Segment Start: DATA TO EXAMINE

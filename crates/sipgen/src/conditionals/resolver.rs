use serde::Serialize;

use super::DefinitionEnvironment;
use crate::{
    error::{Result, SipgenError},
    header::{ConditionalDirective, ConditionalKind},
};

/// Closed interval of 1-based lines belonging to a branch that is not taken.
#[derive(Debug, Clone, Copy, PartialEq, Eq, Serialize)]
pub struct SkipRange {
    pub start: usize,
    pub end: usize,
}

impl SkipRange {
    pub fn contains(
        &self,
        line: usize,
    ) -> bool {
        self.start <= line && line <= self.end
    }
}

/// Ranges in the order their branches closed. Never merged or sorted.
#[derive(Debug, Clone, Default, PartialEq, Eq, Serialize)]
#[serde(transparent)]
pub struct SkipRanges {
    ranges: Vec<SkipRange>,
}

impl SkipRanges {
    pub fn is_skipped(
        &self,
        line: usize,
    ) -> bool {
        self.ranges.iter().any(|range| range.contains(line))
    }

    pub fn as_slice(&self) -> &[SkipRange] {
        &self.ranges
    }

    pub fn len(&self) -> usize {
        self.ranges.len()
    }

    pub fn is_empty(&self) -> bool {
        self.ranges.is_empty()
    }
}

impl From<Vec<SkipRange>> for SkipRanges {
    fn from(ranges: Vec<SkipRange>) -> Self {
        Self { ranges }
    }
}

#[derive(Debug, Clone, Copy, PartialEq, Eq)]
enum Frame {
    /// Opened where lines were being kept; its condition was evaluated.
    Evaluated,
    /// Opened inside a branch already being skipped; the enclosing range covers it.
    Dormant,
}

/// Replay `directives` against `env` and collect the line ranges of every
/// branch that is not taken.
///
/// Nothing is kept until a directive says so: the state starts out
/// skipping and returns to skipping after each top-level `#endif`. Lines
/// outside every conditional are never in a range, as ranges only close at
/// `#else` or `#endif`.
pub fn resolve(
    directives: &[ConditionalDirective],
    env: &DefinitionEnvironment,
) -> Result<SkipRanges> {
    let mut ranges = Vec::new();
    let mut skipping = true;
    let mut pending_start: Option<usize> = None;
    let mut frames: Vec<Frame> = Vec::new();

    for directive in directives {
        match directive.kind {
            ConditionalKind::If | ConditionalKind::IfDef | ConditionalKind::IfNDef => {
                if skipping && !frames.is_empty() {
                    frames.push(Frame::Dormant);
                    continue;
                }
                frames.push(Frame::Evaluated);
                skipping = !env.is_active(directive)?;
                if skipping {
                    pending_start = Some(directive.line);
                }
            },
            ConditionalKind::Else => {
                match frames.last() {
                    None => return Err(unopened(directive)),
                    Some(Frame::Dormant) => continue,
                    Some(Frame::Evaluated) => {},
                }
                skipping = !skipping;
                if skipping {
                    pending_start = Some(directive.line);
                } else {
                    close(&mut ranges, pending_start.take(), directive.line);
                }
            },
            ConditionalKind::EndIf => {
                let Some(frame) = frames.pop() else {
                    return Err(unopened(directive));
                };
                if frame == Frame::Dormant {
                    continue;
                }
                if skipping {
                    close(&mut ranges, pending_start.take(), directive.line);
                }
                // A nested block can only have been evaluated inside a kept branch.
                skipping = frames.is_empty();
            },
        }
    }

    if !frames.is_empty()
        && let Some(last) = directives.last()
    {
        return Err(SipgenError::DirectiveMisalignment {
            line: last.line,
            expected: "#endif".to_string(),
            found: "end of file".to_string(),
        });
    }

    Ok(SkipRanges::from(ranges))
}

fn close(
    ranges: &mut Vec<SkipRange>,
    start: Option<usize>,
    end: usize,
) {
    if let Some(start) = start {
        ranges.push(SkipRange { start, end });
    }
}

fn unopened(directive: &ConditionalDirective) -> SipgenError {
    SipgenError::DirectiveMisalignment {
        line: directive.line,
        expected: "#if, #ifdef or #ifndef".to_string(),
        found: directive.text.clone(),
    }
}

#[cfg(test)]
#[path = "../../tests/src/conditionals/resolver_tests.rs"]
mod tests;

Segment End: DATA TO EXAMINE

Find out how many lines in the data above hold the word "inside". Write only the number.

2